諸君元気ですかい、天意天風であります。
本日の一日一話。
天風人語のテーマは「論語(ろんご)と算盤(そろばん)と天風哲学(てんぷうてつがく)と電卓(でんたく)~論語創作ものがたり パート14」だ。
諸君、子路(しろ)、顔回(がんかい)、子貢(しこう)の共通点は、本気で君子たる者になろうと真剣に目指していた。
君子とは、学識、人格ともに優れ、徳行の備わった人物を指して言う。
諸君は、そんな君子になんかなれっこないと、はなからあきらめてそう思われるでしょうかな?
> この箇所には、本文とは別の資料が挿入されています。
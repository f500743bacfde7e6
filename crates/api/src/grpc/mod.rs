//! gRPC transport for the order use cases.
//!
//! Serves `pb.OrderService` with two unary methods, `CreateOrder` and
//! `ListOrders`. The wire messages are prost structs declared in [`pb`], and
//! [`descriptor`] describes them for server reflection.

pub mod descriptor;
pub mod pb;
pub mod service;

pub use service::{OrderGrpc, OrderServiceServer, SERVICE_NAME};
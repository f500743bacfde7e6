//! Shared types for the order system.
//!
//! - [`OrderId`]: caller-supplied order identifier
//! - [`Order`]: the order entity, whose final price is always derived
//! - [`ValidationError`]: why an order could not be constructed

pub mod order;
pub mod types;

pub use order::{Order, ValidationError};
pub use rust_decimal::Decimal;
pub use types::OrderId;
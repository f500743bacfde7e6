use criterion::{Criterion, criterion_group, criterion_main};
use order_store::{InMemoryOrderRepository, Order, OrderRepository};
use rust_decimal_macros::dec;

fn make_order(i: usize) -> Order {
    Order::new(format!("order-{i}"), dec!(100.50), dec!(10.05)).unwrap()
}

fn bench_save_single_order(c: &mut Criterion) {
    let rt = tokio::runtime::Runtime::new().unwrap();

    c.bench_function("order_store/save_single_order", |b| {
        b.iter(|| {
            rt.block_on(async {
                let store = InMemoryOrderRepository::new();
                store.save(&make_order(1)).await.unwrap();
            });
        });
    });
}

fn bench_find_all_1000(c: &mut Criterion) {
    let rt = tokio::runtime::Runtime::new().unwrap();
    let store = InMemoryOrderRepository::new();

    // Pre-populate with 1000 orders
    rt.block_on(async {
        for i in 0..1000 {
            store.save(&make_order(i)).await.unwrap();
        }
    });

    c.bench_function("order_store/find_all_1000", |b| {
        b.iter(|| {
            rt.block_on(async {
                let orders = store.find_all().await.unwrap();
                assert_eq!(orders.len(), 1000);
            });
        });
    });
}

fn bench_get_total(c: &mut Criterion) {
    let rt = tokio::runtime::Runtime::new().unwrap();
    let store = InMemoryOrderRepository::new();

    rt.block_on(async {
        for i in 0..1000 {
            store.save(&make_order(i)).await.unwrap();
        }
    });

    c.bench_function("order_store/get_total", |b| {
        b.iter(|| {
            rt.block_on(async {
                store.get_total().await.unwrap();
            });
        });
    });
}

criterion_group!(
    benches,
    bench_save_single_order,
    bench_find_all_1000,
    bench_get_total
);
criterion_main!(benches);
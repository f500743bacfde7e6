use std::collections::HashSet;
use std::sync::Arc;

use async_trait::async_trait;
use common::{Order, OrderId};
use tokio::sync::RwLock;

use crate::{OrderRepository, Result, StoreError};

#[derive(Default)]
struct Orders {
    /// Orders in insertion order.
    list: Vec<Order>,
    ids: HashSet<OrderId>,
}

/// In-memory order repository.
///
/// All state sits behind one reader/writer lock: `save` takes the write
/// lock, `find_all` and `get_total` take the read lock. Clones share the
/// same storage.
#[derive(Clone, Default)]
pub struct InMemoryOrderRepository {
    orders: Arc<RwLock<Orders>>,
}

impl InMemoryOrderRepository {
    /// Creates a new empty in-memory repository.
    pub fn new() -> Self {
        Self::default()
    }
}

#[async_trait]
impl OrderRepository for InMemoryOrderRepository {
    async fn save(&self, order: &Order) -> Result<()> {
        let mut orders = self.orders.write().await;

        if !orders.ids.insert(order.id().clone()) {
            return Err(StoreError::DuplicateKey(order.id().clone()));
        }
        orders.list.push(order.clone());

        Ok(())
    }

    async fn find_all(&self) -> Result<Vec<Order>> {
        let orders = self.orders.read().await;
        Ok(orders.list.clone())
    }

    async fn get_total(&self) -> Result<u64> {
        let orders = self.orders.read().await;
        Ok(orders.list.len() as u64)
    }
}
//! Default subscriber for `OrderCreated`.

use async_trait::async_trait;
use events::{Event, EventHandler, HandlerError};

use crate::OrderOutput;

/// Logs every created order.
#[derive(Debug, Default)]
pub struct OrderCreatedLogger;

#[async_trait]
impl EventHandler<OrderOutput> for OrderCreatedLogger {
    fn name(&self) -> &str {
        "OrderCreatedLogger"
    }

    async fn handle(&self, event: &Event<OrderOutput>) -> Result<(), HandlerError> {
        let order = event
            .payload()
            .ok_or_else(|| HandlerError::new("OrderCreated event has no payload"))?;

        tracing::info!(
            event = event.name(),
            order_id = %order.id,
            price = %order.price,
            tax = %order.tax,
            final_price = %order.final_price,
            event_time = %event.date_time(),
            "order created"
        );
        Ok(())
    }
}
use serde::{Deserialize, Serialize};

use crate::ValidationError;

/// Unique identifier for an order.
///
/// Identifiers are chosen by the caller, not generated. The only rule is
/// that they are not blank; uniqueness is enforced by the repository.
#[derive(Debug, Clone, PartialEq, Eq, Hash, PartialOrd, Ord, Serialize, Deserialize)]
#[serde(try_from = "String", into = "String")]
pub struct OrderId(String);

impl OrderId {
    /// Creates an order ID, rejecting empty or all-whitespace values.
    pub fn new(id: impl Into<String>) -> Result<Self, ValidationError> {
        let id = id.into();
        if id.trim().is_empty() {
            return Err(ValidationError::EmptyId);
        }
        Ok(Self(id))
    }

    /// Returns the ID as a string slice.
    pub fn as_str(&self) -> &str {
        &self.0
    }

    /// Consumes the ID, returning the owned string.
    pub fn into_inner(self) -> String {
        self.0
    }
}

impl std::fmt::Display for OrderId {
    fn fmt(&self, f: &mut std::fmt::Formatter<'_>) -> std::fmt::Result {
        write!(f, "{}", self.0)
    }
}

impl TryFrom<String> for OrderId {
    type Error = ValidationError;

    fn try_from(value: String) -> Result<Self, Self::Error> {
        Self::new(value)
    }
}

impl TryFrom<&str> for OrderId {
    type Error = ValidationError;

    fn try_from(value: &str) -> Result<Self, Self::Error> {
        Self::new(value)
    }
}

impl From<OrderId> for String {
    fn from(id: OrderId) -> Self {
        id.0
    }
}

impl AsRef<str> for OrderId {
    fn as_ref(&self) -> &str {
        &self.0
    }
}

#[cfg(test)]
mod tests {
    use super::*;

    #[test]
    fn order_id_preserves_value() {
        let id = OrderId::new("abc").unwrap();
        assert_eq!(id.as_str(), "abc");
        assert_eq!(id.to_string(), "abc");
    }

    #[test]
    fn order_id_rejects_blank_values() {
        assert_eq!(OrderId::new(""), Err(ValidationError::EmptyId));
        assert_eq!(OrderId::new("   "), Err(ValidationError::EmptyId));
    }

    #[test]
    fn order_id_keeps_surrounding_whitespace() {
        let id = OrderId::new(" abc ").unwrap();
        assert_eq!(id.as_str(), " abc ");
    }

    #[test]
    fn order_id_deserialization_validates() {
        let id: OrderId = serde_json::from_str("\"order-1\"").unwrap();
        assert_eq!(id.as_str(), "order-1");

        let err = serde_json::from_str::<OrderId>("\"\"");
        assert!(err.is_err());
    }
}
孔門の門人は君子を目指しているからこそ、その日常の行いが活き活きとした人間の向上欲求とともに学ぶべき人間の教訓ドラマになっているんだね。
子路、大先生になりきって曰く、
「『君子たるものであるならえこひいきはよろしくないね。 門人に対して示しがつかなくなる。 子貢、おまえの言う通り、回のやつも先生が可愛がることをよいことに先輩を差し置いていい気になっていやがる。』 この際ここらへんで孔子門人を代表して回に百を聞いて一を知るように気づかしてやろうと思ってね。 これも後輩に対する子路大先輩の愛のムチってやつだな。」
「ほぉ~、そうでやんすか。 子路先生となるとさすがに御心労が多いですね。」
「あったぼうよ。 大勢の門人諸君をまとめていかにゃならん立場だからな。 そこでだ、貴様、名前は何といったかな?」
「えっ? 私のことですか?」
「名前は何というと聞いておる。」
「はぁ~、何でもいいんですが・・・」
「何でもという訳にはいかんから、子路大先生が君に名前をつけてあげよう。 神田の北京ダックで略して『神北(かんぺき)』ってのはどうだい?」
「子路先生、『神北』っていい名ですねぇ。」
「そうかい、では、姓は京(きん)、名は田(でん)、字(あざな)は神北(かんぺき)にする。 いいな。 よく覚えておけよ。」
「へぇ、あっしはのみこみが早いほうで。 姓は京、名は田、字は神北。 よござんす。 覚えました。」
「俺も、自慢じゃないが孔門の子路様だ。 後輩門人連中に直接こんな話できないから、神北君、門人連中にまぎれこんでこの話を完璧に流してくれないか。 それとな、門人連中に顔回と口をきいてはいけない、完璧に無視するように必ず伝えるんだぞ。 いいな、神北。 引き受けてくれたら、また「ざ・論民(ろんたみ)」でご馳走するぜ。 お小遣いもあげちゃおうかな?」
「神北、一飲一飯の恩義、喜んでやらせてもらいます。 子路大先生様。」
この物語の続きは明日また・・・。
今日一日、真我とともにあらんことを
天意天風
諸君元気ですかい、天意天風であります。
本日の一日一話。
天風人語のテーマは「論語(ろんご)と算盤(そろばん)と天風哲学(てんぷうてつがく)と電卓(でんたく)~論語創作ものがたり パート13」だ。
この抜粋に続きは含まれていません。